====== Study material ======

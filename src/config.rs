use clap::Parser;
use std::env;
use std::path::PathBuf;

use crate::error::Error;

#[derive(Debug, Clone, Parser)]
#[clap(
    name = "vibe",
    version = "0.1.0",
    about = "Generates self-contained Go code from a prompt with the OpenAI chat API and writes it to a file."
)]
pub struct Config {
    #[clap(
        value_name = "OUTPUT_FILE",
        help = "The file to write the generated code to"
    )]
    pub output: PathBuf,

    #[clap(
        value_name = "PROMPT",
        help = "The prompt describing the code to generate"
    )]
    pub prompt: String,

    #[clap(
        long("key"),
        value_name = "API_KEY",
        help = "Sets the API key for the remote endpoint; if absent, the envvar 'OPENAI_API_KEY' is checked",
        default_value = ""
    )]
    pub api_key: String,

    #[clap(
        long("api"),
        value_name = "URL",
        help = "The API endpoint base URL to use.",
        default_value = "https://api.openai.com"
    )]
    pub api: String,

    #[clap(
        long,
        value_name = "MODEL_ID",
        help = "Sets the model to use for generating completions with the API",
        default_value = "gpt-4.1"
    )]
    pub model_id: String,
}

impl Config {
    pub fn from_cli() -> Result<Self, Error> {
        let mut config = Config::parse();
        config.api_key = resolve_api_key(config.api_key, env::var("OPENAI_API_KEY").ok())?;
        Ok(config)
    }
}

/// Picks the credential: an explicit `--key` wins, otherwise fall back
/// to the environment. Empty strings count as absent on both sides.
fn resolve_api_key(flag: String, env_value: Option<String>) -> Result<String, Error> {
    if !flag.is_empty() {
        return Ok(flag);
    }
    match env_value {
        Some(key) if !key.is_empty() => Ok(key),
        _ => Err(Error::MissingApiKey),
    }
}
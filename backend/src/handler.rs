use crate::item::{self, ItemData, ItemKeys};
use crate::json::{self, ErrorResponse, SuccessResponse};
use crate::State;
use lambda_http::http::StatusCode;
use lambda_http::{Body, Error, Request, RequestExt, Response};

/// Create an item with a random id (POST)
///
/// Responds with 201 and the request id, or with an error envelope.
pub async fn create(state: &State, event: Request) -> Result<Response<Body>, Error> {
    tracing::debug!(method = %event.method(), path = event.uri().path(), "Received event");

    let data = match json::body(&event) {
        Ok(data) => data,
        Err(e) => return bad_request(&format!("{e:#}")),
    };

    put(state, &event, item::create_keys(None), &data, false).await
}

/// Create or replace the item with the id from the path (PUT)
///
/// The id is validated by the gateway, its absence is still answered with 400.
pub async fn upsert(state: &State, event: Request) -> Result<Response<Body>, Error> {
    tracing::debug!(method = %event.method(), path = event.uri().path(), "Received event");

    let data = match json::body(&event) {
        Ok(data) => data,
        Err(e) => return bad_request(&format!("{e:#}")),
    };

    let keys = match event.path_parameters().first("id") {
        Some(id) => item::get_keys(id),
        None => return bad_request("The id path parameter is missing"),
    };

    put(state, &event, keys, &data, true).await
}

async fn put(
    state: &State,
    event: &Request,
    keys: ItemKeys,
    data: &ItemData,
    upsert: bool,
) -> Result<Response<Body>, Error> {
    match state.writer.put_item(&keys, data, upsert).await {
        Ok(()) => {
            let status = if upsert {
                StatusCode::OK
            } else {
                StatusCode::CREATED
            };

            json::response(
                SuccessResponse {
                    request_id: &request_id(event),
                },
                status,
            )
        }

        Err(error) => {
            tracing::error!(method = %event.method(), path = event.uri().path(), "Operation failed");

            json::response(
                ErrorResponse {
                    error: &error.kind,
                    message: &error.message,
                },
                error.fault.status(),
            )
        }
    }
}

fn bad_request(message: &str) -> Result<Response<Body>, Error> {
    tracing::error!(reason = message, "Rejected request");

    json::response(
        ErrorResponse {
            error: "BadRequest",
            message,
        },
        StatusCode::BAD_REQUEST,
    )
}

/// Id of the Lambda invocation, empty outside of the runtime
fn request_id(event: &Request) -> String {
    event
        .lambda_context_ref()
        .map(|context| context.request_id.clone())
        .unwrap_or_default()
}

======
====== Study material ======

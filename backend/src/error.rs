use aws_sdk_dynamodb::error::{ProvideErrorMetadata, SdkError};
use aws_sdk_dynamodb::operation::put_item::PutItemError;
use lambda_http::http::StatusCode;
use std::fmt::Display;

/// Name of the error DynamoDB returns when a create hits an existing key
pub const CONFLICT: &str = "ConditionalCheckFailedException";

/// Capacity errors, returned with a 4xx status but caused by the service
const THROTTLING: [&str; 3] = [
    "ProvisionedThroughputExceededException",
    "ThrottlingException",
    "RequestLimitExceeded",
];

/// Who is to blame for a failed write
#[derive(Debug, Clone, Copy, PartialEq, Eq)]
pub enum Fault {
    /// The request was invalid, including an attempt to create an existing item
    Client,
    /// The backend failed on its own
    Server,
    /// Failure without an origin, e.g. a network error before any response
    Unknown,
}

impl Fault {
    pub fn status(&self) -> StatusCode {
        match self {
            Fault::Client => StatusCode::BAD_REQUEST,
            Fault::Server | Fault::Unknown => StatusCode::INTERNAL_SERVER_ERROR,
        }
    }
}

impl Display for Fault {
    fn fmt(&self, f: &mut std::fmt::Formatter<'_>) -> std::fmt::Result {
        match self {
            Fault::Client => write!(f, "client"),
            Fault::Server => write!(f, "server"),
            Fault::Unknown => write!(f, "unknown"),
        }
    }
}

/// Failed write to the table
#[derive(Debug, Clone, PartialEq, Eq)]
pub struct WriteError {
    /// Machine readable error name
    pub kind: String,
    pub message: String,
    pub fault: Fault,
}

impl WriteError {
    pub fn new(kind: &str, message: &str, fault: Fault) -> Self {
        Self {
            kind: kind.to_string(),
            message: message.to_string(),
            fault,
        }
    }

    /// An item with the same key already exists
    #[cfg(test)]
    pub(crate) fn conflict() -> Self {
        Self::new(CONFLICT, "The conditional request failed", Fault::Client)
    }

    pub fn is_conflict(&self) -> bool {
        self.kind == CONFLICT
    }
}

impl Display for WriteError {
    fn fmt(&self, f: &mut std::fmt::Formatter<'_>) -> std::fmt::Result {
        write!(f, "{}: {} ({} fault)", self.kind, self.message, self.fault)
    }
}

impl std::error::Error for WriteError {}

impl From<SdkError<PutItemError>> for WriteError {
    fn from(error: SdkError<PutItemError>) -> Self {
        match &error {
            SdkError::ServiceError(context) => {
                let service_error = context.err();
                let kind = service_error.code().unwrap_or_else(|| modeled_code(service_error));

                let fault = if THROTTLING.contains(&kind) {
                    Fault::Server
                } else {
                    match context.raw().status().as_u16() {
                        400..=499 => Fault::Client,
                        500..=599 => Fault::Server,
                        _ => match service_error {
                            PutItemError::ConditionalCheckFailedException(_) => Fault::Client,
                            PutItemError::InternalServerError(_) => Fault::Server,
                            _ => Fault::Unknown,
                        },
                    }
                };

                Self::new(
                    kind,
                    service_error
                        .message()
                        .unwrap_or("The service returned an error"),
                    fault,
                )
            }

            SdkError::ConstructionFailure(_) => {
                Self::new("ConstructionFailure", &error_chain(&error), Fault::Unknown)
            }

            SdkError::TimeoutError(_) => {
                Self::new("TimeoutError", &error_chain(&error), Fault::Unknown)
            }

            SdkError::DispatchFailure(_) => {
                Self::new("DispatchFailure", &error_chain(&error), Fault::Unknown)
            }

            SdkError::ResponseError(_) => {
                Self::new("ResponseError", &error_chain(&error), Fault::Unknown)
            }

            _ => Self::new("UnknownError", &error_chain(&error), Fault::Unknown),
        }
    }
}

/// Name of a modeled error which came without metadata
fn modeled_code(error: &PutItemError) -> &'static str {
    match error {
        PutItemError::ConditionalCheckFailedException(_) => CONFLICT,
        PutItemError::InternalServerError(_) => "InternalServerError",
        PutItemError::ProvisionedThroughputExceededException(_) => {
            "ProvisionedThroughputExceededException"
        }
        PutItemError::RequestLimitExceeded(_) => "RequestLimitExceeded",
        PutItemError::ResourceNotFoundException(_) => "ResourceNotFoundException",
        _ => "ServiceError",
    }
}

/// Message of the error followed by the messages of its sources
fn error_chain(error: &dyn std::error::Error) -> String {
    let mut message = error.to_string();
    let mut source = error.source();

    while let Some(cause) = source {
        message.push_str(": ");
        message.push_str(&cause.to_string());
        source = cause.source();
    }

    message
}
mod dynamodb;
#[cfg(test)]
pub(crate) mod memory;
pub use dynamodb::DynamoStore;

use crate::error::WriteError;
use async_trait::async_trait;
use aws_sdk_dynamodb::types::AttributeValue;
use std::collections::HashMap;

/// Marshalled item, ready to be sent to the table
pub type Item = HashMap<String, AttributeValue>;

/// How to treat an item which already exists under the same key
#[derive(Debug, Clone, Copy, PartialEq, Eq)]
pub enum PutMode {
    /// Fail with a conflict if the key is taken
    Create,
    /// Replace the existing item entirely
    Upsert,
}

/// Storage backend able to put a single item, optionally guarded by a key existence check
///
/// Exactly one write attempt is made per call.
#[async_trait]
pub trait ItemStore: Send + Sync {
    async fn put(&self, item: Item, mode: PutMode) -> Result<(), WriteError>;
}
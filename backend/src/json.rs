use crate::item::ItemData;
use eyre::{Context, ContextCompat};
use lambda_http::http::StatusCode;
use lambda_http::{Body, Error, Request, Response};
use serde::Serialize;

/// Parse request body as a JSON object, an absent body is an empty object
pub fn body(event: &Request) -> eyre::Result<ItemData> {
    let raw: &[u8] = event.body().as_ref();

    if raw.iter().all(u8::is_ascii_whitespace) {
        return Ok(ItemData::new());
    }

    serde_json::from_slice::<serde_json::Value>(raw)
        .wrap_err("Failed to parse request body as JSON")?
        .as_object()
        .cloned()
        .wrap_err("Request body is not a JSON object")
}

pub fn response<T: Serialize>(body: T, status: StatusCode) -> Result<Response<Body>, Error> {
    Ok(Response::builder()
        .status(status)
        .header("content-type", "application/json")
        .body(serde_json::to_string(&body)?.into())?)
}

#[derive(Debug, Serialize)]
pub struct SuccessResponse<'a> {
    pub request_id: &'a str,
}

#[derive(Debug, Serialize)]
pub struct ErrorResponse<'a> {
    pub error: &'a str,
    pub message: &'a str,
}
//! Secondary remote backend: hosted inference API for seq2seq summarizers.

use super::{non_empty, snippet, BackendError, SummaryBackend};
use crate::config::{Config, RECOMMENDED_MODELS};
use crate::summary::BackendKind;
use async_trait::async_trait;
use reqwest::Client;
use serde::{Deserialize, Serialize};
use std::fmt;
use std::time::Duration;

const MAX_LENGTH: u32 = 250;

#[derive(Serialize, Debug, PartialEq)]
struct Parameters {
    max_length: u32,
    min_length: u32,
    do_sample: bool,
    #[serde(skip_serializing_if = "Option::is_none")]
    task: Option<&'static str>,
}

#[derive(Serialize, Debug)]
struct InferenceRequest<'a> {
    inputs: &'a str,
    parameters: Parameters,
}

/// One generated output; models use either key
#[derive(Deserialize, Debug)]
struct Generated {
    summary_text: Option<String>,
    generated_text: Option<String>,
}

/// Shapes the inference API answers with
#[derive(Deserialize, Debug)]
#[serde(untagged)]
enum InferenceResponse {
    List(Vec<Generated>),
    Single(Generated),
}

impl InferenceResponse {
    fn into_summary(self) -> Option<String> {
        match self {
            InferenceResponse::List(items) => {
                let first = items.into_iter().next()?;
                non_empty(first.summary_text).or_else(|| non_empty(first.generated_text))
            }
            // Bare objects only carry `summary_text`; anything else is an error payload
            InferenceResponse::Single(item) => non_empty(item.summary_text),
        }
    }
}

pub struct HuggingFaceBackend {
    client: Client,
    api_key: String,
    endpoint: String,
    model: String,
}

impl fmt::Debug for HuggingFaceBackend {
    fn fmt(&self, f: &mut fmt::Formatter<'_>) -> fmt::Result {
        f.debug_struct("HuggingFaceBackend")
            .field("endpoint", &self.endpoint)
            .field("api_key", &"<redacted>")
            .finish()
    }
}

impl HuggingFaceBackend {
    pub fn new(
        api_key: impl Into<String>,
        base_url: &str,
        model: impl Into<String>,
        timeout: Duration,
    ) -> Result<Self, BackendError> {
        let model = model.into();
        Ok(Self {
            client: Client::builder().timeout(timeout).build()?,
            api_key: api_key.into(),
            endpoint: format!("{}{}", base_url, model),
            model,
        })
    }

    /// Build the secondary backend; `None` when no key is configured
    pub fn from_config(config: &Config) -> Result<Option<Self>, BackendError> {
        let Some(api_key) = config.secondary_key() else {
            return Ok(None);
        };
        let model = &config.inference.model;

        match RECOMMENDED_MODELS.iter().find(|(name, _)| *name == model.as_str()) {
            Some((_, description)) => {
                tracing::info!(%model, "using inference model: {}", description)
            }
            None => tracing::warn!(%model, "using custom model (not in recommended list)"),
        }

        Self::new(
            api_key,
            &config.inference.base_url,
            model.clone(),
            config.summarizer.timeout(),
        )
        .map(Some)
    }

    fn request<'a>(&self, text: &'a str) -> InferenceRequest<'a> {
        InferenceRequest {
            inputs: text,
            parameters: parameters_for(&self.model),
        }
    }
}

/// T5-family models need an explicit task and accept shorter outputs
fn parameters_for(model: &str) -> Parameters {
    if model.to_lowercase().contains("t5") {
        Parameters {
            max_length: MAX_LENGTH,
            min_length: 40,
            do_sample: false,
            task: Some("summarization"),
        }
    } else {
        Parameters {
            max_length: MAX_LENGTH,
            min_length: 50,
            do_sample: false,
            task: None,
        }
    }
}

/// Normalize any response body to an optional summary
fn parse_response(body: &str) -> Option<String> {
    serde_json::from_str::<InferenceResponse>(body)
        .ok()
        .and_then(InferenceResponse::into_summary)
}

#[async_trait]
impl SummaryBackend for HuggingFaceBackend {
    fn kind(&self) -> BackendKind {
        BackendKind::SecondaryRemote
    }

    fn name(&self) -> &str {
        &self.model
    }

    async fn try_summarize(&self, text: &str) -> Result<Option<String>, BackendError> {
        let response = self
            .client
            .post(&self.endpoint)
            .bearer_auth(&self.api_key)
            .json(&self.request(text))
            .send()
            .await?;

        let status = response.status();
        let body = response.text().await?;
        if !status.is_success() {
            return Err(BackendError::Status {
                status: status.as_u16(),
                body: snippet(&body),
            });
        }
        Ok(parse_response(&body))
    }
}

======

Where a line above holds the word "already", copy it.

    /// An item with the same key already exists
/// How to treat an item which already exists under the same key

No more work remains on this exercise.